Problem
The response should hold each line from the entries below where "ExcludeFilter" is found.

=== Extracted entries ===

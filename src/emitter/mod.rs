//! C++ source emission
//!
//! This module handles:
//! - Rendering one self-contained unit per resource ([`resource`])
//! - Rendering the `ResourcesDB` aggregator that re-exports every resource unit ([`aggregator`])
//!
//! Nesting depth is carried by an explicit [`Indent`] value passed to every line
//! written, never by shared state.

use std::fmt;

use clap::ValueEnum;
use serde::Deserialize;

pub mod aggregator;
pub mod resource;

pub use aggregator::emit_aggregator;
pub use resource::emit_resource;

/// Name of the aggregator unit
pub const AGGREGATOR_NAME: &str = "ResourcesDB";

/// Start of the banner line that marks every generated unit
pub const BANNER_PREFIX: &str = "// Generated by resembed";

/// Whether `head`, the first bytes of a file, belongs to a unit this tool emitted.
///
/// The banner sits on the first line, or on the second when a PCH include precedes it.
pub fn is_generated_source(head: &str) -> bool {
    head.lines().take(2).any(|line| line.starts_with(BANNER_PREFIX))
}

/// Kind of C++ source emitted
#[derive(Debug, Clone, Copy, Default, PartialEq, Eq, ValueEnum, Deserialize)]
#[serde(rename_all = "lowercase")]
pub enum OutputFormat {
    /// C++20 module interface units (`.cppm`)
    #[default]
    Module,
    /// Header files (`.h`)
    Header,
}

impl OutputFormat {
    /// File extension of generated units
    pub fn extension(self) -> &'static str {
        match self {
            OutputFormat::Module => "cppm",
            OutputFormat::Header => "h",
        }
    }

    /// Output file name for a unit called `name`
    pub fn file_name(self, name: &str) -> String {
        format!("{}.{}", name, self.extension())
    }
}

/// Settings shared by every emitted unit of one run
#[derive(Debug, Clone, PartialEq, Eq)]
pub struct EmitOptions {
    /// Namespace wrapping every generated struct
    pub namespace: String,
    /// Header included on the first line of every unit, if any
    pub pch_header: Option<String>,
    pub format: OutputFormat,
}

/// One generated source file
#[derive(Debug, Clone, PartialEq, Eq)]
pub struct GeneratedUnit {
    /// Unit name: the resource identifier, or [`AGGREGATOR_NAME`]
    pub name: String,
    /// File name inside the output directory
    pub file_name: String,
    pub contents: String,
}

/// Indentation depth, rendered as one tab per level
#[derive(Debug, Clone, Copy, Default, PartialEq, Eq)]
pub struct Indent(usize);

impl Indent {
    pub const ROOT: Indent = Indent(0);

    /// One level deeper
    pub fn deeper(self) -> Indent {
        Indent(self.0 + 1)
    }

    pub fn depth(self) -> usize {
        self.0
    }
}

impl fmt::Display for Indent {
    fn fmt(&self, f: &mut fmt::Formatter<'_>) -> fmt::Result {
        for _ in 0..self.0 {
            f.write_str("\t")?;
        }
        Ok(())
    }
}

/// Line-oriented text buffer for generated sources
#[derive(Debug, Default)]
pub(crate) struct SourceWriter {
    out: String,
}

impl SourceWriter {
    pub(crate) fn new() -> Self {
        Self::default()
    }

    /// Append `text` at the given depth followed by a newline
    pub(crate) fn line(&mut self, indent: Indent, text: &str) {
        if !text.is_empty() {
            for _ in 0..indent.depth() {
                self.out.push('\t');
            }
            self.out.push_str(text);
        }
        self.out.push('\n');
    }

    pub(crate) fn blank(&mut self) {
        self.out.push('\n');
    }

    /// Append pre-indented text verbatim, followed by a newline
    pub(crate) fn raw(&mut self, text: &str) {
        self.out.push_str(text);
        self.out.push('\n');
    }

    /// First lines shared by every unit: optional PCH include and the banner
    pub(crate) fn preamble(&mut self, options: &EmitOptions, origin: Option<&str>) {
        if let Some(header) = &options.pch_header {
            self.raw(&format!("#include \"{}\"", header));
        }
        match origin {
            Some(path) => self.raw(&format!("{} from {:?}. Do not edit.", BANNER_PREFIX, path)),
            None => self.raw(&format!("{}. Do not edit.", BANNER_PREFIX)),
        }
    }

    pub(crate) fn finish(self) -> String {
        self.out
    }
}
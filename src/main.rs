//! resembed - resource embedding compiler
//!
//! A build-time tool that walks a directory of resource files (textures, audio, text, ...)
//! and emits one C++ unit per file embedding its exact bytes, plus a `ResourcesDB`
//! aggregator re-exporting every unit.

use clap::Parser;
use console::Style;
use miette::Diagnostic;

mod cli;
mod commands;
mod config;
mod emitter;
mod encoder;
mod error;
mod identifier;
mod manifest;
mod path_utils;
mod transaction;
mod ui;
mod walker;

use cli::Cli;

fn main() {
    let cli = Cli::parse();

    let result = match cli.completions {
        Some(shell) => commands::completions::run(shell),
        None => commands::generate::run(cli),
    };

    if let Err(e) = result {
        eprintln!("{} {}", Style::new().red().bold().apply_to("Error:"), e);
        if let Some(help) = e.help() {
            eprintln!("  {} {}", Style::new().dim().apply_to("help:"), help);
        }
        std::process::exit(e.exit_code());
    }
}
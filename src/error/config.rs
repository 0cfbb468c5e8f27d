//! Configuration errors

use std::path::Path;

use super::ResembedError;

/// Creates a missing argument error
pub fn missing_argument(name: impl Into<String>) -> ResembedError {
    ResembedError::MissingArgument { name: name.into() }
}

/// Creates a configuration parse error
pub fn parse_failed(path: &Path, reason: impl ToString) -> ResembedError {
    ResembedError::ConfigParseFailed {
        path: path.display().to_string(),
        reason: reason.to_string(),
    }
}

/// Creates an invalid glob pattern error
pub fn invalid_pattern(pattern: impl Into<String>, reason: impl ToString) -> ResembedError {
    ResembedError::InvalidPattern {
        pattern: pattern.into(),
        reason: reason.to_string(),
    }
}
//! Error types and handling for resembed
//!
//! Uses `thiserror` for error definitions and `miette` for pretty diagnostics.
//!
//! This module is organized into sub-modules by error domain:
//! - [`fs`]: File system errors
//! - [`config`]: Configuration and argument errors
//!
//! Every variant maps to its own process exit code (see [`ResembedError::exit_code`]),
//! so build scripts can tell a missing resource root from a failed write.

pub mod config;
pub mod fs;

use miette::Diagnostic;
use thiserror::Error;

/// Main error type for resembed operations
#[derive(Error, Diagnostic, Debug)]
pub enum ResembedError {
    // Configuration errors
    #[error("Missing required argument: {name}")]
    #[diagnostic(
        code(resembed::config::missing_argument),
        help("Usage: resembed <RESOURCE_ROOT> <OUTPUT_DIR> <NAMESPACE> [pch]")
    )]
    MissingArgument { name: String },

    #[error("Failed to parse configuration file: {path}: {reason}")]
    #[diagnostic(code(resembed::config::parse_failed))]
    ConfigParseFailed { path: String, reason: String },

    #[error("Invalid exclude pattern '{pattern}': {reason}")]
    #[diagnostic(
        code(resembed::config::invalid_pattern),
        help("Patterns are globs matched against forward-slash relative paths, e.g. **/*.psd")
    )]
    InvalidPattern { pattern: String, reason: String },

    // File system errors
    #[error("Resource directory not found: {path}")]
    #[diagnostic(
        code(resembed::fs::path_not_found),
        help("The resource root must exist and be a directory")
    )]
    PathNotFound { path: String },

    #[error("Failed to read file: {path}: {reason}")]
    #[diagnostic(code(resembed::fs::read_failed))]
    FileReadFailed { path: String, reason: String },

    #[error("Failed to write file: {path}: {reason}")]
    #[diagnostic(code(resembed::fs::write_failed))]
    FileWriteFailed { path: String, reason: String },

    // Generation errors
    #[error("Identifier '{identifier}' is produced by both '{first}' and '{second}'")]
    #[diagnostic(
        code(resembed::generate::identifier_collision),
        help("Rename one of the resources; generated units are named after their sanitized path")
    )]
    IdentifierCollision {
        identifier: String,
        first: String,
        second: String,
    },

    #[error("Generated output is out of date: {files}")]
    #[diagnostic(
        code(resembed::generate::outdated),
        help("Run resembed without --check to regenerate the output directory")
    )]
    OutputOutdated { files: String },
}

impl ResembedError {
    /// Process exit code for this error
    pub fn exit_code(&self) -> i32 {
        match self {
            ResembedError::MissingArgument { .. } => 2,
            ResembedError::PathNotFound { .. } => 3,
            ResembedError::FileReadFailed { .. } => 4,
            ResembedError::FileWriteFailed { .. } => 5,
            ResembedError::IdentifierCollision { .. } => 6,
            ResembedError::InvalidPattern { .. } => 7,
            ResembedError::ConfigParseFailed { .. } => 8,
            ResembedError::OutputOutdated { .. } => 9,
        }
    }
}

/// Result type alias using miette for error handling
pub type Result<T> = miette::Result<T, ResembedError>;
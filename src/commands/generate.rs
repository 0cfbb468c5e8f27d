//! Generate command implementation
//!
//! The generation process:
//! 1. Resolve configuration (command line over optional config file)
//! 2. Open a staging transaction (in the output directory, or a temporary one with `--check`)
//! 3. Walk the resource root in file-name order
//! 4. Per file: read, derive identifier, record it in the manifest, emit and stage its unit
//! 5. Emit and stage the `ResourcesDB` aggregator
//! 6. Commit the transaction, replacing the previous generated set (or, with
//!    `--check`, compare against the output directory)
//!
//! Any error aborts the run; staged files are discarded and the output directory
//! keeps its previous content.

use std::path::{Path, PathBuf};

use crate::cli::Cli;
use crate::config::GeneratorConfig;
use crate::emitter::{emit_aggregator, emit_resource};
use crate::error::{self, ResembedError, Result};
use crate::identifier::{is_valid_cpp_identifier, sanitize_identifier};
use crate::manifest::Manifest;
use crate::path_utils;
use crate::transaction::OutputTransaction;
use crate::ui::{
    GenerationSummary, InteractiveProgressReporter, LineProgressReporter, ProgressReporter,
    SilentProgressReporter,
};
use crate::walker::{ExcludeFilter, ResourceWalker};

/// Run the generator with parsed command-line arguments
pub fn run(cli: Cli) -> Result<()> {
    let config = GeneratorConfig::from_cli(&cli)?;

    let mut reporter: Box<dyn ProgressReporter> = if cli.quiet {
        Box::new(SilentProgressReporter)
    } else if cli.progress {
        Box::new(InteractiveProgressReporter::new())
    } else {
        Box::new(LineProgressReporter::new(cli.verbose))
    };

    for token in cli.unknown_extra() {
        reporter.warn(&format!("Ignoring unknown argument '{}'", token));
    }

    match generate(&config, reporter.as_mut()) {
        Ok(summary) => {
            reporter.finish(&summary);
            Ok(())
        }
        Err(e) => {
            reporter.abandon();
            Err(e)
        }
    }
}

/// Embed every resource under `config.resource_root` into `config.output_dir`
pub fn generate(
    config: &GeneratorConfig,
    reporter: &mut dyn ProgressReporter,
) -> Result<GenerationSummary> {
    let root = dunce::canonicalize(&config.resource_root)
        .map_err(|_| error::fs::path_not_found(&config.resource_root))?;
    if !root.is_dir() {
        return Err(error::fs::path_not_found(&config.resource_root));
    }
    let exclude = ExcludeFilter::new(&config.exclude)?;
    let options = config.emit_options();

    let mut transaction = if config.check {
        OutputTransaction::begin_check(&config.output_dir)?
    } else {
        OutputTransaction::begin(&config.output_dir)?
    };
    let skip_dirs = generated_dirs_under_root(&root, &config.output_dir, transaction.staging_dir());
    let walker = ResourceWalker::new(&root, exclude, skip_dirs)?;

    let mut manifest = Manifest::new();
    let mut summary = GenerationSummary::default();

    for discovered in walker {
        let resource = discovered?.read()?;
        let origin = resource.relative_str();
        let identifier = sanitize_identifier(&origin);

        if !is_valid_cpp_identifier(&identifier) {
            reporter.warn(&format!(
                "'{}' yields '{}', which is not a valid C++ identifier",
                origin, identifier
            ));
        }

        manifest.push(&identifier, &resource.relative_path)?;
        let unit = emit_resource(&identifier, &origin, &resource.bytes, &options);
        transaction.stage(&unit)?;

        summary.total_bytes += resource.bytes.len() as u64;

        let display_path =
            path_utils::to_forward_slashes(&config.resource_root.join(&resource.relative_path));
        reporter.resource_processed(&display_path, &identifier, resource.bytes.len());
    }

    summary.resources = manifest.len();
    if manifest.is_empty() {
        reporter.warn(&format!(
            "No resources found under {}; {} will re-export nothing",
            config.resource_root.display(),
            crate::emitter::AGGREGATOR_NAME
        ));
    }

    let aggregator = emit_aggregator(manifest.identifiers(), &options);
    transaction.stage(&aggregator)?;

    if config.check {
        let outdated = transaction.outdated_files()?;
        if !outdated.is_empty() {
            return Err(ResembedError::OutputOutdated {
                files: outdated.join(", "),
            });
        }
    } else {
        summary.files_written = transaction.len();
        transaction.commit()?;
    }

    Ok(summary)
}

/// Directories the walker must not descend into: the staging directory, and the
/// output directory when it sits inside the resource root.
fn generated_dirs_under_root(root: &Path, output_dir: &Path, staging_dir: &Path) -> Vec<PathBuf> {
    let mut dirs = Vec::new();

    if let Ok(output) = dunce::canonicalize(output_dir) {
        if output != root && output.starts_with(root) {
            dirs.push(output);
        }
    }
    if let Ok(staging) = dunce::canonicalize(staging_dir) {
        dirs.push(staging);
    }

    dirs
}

===

Solution to this exercise
use crate::walker::{ExcludeFilter, ResourceWalker};
    let exclude = ExcludeFilter::new(&config.exclude)?;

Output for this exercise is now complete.